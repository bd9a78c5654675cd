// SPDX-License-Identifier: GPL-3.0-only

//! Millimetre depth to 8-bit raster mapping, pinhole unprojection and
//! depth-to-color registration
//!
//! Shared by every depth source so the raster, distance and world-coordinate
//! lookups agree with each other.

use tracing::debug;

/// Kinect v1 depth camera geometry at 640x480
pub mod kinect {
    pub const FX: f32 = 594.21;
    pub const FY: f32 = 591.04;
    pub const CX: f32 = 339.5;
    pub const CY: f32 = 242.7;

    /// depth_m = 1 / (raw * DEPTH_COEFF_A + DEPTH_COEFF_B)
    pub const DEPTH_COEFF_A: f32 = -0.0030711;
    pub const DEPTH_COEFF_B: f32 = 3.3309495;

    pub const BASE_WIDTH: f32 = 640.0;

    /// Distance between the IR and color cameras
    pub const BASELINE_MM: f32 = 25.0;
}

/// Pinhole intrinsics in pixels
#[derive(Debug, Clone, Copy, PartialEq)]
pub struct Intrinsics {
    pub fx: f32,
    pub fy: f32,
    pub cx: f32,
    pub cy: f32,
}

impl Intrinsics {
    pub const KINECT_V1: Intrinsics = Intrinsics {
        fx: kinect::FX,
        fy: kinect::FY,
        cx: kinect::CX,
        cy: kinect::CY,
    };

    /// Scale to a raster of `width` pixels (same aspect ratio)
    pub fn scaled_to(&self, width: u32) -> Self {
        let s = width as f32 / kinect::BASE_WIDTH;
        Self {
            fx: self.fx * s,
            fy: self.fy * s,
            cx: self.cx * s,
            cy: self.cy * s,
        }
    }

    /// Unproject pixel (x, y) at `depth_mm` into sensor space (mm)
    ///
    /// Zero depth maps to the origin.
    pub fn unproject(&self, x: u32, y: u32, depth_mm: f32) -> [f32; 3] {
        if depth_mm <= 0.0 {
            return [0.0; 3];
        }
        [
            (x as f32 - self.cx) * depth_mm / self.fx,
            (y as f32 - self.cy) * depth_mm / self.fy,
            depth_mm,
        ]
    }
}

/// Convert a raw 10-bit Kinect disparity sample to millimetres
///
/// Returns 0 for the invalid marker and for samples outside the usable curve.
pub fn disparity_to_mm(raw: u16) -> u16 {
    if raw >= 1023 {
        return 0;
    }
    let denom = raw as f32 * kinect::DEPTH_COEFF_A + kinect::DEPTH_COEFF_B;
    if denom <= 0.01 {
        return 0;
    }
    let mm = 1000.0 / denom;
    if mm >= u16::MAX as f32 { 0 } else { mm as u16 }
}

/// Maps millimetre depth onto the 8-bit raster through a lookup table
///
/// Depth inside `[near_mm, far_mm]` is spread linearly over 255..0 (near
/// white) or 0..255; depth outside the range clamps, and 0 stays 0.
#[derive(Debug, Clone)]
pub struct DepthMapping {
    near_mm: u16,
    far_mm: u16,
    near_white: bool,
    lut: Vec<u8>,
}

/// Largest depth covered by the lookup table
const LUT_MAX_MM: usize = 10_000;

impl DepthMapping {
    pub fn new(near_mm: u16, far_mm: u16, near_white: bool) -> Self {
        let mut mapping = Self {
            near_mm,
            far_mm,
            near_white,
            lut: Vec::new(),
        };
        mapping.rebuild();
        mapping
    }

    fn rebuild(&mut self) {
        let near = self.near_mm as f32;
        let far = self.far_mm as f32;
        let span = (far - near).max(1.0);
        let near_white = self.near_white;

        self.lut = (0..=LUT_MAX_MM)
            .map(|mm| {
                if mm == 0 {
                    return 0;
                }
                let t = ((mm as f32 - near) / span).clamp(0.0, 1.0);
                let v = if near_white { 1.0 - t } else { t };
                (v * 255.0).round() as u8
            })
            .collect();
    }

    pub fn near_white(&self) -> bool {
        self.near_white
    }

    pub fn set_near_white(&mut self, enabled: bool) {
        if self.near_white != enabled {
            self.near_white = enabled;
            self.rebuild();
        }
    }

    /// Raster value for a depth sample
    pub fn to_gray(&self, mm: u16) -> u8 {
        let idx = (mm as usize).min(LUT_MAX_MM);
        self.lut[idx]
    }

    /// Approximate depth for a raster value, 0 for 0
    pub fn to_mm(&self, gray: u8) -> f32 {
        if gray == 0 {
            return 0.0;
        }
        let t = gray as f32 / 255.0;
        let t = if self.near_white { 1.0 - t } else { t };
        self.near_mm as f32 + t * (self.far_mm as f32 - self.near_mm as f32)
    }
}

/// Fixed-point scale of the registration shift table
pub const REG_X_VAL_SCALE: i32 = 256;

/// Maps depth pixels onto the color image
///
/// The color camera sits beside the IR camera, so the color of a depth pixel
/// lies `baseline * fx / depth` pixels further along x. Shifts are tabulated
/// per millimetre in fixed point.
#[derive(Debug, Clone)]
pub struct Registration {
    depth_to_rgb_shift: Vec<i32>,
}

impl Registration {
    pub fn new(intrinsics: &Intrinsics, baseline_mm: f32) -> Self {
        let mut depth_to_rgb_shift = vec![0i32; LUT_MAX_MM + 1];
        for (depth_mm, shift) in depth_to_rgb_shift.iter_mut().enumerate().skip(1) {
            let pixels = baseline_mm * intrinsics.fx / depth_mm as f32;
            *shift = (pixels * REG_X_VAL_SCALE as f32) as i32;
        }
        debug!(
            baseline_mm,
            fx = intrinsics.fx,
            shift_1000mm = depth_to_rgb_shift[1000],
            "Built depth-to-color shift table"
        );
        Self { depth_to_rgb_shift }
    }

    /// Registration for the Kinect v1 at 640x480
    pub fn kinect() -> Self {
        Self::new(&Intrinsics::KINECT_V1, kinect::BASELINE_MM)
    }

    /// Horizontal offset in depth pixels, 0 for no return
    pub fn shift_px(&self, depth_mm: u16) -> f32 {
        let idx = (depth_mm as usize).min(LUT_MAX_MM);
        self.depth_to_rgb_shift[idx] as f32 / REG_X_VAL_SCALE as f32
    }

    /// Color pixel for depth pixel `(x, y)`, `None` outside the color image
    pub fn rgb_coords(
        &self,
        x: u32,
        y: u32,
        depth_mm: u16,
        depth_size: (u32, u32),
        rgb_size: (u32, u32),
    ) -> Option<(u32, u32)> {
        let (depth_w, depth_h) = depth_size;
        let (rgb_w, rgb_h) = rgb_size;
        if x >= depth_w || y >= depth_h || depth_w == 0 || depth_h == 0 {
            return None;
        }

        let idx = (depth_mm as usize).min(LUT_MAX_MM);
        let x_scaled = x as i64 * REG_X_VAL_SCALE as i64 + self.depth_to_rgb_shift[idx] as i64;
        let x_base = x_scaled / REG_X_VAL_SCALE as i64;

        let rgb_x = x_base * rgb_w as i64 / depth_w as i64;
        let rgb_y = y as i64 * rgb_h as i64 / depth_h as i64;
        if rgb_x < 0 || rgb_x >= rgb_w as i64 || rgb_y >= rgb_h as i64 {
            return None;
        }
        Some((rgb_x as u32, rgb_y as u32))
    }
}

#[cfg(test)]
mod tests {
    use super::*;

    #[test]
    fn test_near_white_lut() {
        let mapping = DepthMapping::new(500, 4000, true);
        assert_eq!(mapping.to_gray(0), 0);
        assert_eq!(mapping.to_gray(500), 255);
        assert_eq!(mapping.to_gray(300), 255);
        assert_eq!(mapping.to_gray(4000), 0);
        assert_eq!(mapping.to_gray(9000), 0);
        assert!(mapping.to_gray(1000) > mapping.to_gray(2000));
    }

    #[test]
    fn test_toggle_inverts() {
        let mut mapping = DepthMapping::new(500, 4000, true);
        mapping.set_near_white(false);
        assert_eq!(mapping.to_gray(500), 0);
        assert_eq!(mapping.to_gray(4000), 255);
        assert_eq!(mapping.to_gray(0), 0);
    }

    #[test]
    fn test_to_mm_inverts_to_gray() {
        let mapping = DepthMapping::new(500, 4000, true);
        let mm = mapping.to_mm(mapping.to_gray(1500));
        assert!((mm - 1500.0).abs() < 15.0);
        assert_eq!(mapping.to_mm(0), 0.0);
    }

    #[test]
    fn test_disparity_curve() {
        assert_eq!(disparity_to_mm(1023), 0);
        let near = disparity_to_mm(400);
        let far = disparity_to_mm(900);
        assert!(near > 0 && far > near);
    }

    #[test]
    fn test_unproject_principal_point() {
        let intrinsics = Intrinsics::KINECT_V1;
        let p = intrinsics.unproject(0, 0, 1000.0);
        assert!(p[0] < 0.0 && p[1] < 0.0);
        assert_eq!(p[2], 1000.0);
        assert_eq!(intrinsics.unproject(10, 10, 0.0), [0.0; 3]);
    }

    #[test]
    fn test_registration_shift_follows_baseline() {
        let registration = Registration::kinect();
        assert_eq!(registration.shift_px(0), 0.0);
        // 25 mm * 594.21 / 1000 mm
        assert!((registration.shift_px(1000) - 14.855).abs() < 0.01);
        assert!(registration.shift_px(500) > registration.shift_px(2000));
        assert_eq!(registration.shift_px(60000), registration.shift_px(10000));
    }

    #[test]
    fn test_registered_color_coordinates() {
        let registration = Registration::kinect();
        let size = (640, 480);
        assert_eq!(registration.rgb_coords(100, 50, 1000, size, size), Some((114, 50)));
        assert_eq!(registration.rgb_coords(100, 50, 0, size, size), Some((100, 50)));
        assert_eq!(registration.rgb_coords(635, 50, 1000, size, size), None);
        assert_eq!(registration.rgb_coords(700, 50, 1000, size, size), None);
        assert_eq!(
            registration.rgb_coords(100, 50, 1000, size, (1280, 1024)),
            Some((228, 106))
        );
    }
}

* What needs to be done *
An answer is complete only when it holds every line above containing the string "denom".

* Answer to this task *
    let denom = raw as f32 * kinect::DEPTH_COEFF_A + kinect::DEPTH_COEFF_B;
    if denom <= 0.01 {
    let mm = 1000.0 / denom;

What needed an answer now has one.